WHAT YOU NEED TO DO> The reply should consist of one number, which is how many lines in the material below contain "ClientEvent".
(INFORMATION Opens)
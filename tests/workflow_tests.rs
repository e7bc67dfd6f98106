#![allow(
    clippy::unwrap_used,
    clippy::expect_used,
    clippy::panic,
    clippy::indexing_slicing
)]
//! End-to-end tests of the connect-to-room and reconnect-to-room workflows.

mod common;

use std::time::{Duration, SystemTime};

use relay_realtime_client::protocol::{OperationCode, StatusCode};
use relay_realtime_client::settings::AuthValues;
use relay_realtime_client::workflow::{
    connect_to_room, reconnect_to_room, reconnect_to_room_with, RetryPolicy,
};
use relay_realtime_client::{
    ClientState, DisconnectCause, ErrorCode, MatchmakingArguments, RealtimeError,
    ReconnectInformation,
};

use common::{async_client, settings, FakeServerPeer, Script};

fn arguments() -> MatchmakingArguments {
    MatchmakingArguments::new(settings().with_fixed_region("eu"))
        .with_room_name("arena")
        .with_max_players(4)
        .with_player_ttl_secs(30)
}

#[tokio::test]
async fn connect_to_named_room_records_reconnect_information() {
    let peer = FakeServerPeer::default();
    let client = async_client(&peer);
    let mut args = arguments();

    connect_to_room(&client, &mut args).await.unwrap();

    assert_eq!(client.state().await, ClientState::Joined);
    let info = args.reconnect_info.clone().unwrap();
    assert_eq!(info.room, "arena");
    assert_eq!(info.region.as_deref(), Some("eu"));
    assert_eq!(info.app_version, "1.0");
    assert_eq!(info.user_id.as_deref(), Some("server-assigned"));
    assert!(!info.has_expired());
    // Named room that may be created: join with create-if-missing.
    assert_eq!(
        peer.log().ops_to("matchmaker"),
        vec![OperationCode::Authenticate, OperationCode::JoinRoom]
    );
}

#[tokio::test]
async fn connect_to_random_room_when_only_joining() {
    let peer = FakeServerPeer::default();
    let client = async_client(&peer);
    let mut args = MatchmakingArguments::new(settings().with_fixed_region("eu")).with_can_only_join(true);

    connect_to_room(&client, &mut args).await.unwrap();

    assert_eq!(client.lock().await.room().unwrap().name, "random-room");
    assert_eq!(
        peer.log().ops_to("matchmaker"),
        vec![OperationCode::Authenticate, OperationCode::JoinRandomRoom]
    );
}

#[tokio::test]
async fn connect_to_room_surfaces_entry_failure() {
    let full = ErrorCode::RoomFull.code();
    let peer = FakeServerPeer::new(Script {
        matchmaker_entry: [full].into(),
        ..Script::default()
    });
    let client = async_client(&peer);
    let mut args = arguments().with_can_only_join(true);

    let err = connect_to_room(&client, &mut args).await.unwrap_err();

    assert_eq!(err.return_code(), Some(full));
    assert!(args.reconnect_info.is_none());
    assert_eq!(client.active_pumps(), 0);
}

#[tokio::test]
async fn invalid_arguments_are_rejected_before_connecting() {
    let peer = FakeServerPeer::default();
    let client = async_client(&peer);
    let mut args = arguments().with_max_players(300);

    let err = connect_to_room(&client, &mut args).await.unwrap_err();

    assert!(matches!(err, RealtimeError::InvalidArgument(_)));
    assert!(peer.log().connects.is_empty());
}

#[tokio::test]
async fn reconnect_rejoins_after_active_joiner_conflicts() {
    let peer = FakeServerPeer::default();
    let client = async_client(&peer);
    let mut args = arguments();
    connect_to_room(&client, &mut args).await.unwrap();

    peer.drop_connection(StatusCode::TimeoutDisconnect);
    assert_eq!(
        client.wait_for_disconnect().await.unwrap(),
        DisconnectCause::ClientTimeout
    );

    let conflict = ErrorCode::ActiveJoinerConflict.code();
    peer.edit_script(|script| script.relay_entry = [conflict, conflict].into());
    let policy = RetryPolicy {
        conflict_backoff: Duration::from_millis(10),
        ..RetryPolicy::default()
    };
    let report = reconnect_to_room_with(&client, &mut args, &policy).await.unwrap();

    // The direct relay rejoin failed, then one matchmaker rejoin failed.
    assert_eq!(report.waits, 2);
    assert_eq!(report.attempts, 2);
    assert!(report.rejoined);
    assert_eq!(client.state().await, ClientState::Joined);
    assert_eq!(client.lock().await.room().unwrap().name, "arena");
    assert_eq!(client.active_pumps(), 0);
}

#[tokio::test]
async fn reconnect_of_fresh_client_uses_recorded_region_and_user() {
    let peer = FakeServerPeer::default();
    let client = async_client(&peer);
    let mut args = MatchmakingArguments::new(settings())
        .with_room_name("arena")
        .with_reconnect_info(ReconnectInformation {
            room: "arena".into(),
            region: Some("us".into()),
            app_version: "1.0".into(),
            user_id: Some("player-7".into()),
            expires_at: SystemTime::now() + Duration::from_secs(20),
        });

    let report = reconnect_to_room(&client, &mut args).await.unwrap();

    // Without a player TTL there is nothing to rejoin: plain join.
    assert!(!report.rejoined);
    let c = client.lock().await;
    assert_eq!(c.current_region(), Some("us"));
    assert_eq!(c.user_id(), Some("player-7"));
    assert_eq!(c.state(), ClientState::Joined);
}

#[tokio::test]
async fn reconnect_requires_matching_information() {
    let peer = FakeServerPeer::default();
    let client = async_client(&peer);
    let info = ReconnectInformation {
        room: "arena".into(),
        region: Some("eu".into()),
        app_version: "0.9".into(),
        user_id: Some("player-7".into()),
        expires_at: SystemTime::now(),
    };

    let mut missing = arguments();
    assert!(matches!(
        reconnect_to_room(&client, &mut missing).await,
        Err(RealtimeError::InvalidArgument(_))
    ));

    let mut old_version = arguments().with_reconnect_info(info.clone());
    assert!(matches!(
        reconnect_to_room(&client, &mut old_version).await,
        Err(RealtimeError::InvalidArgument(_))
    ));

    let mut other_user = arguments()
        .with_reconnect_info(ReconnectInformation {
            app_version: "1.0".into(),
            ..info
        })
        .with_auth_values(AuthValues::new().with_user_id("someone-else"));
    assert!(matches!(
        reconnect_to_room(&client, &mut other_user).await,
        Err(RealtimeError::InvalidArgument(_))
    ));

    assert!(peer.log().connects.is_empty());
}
(INFORMATION Closes)
(INFORMATION Opens)
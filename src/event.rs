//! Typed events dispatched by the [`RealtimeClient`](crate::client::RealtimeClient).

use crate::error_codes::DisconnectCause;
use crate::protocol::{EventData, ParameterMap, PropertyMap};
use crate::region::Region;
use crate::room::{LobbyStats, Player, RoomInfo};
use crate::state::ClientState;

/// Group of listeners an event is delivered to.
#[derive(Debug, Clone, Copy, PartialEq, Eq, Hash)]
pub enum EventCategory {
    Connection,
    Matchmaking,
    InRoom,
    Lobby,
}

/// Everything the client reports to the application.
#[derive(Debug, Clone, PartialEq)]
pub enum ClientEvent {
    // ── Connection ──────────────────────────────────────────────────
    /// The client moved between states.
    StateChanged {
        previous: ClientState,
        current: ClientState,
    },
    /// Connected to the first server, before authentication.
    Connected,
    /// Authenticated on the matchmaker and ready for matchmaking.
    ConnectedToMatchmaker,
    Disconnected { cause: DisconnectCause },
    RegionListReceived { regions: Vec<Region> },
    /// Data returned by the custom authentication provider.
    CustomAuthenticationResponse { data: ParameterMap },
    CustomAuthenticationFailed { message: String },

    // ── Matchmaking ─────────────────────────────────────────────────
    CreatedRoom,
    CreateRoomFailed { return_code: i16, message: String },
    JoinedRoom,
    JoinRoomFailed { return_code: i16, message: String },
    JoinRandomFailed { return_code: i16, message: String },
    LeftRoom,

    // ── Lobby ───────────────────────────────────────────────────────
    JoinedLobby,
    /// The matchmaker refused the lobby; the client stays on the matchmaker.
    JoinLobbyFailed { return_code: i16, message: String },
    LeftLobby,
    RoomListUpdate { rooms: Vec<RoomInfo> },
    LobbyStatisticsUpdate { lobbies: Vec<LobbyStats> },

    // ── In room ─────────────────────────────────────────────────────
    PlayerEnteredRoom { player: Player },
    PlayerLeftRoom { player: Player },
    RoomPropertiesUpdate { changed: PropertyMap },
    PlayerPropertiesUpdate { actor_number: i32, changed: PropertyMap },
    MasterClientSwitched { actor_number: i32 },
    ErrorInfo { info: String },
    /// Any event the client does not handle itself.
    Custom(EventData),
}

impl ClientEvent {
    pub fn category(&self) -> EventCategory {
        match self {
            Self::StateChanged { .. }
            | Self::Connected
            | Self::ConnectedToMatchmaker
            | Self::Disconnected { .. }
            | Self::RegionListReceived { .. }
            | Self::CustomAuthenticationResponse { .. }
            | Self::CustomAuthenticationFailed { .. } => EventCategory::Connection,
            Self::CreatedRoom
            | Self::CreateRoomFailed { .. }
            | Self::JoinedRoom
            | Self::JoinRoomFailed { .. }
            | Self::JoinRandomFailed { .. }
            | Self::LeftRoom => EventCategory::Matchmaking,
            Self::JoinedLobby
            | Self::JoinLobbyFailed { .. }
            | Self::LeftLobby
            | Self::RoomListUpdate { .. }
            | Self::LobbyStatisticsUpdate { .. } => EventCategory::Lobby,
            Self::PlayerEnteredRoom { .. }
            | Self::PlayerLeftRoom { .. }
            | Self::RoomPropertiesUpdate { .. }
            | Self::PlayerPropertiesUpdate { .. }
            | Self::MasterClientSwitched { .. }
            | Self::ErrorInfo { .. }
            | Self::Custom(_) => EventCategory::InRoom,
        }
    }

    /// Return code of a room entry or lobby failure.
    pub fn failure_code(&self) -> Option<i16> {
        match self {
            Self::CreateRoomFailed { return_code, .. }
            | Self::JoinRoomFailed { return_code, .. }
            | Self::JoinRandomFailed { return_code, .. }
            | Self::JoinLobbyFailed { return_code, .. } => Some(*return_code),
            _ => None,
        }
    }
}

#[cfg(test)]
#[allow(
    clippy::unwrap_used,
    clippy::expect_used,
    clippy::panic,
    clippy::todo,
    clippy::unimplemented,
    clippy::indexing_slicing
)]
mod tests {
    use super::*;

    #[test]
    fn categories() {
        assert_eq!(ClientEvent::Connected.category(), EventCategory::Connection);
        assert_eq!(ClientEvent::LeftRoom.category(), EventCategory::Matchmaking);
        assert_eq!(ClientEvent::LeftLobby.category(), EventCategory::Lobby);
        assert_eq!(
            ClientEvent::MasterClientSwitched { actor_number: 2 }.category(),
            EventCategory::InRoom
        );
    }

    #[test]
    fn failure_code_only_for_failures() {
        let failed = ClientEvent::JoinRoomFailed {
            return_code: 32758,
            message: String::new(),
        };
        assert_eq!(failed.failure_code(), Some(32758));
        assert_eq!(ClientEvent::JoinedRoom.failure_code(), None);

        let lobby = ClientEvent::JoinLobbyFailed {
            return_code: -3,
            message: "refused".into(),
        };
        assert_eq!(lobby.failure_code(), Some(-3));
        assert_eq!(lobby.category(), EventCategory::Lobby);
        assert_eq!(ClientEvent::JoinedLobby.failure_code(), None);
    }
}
(INFORMATION Closes)
YOUR RESPONSE> 10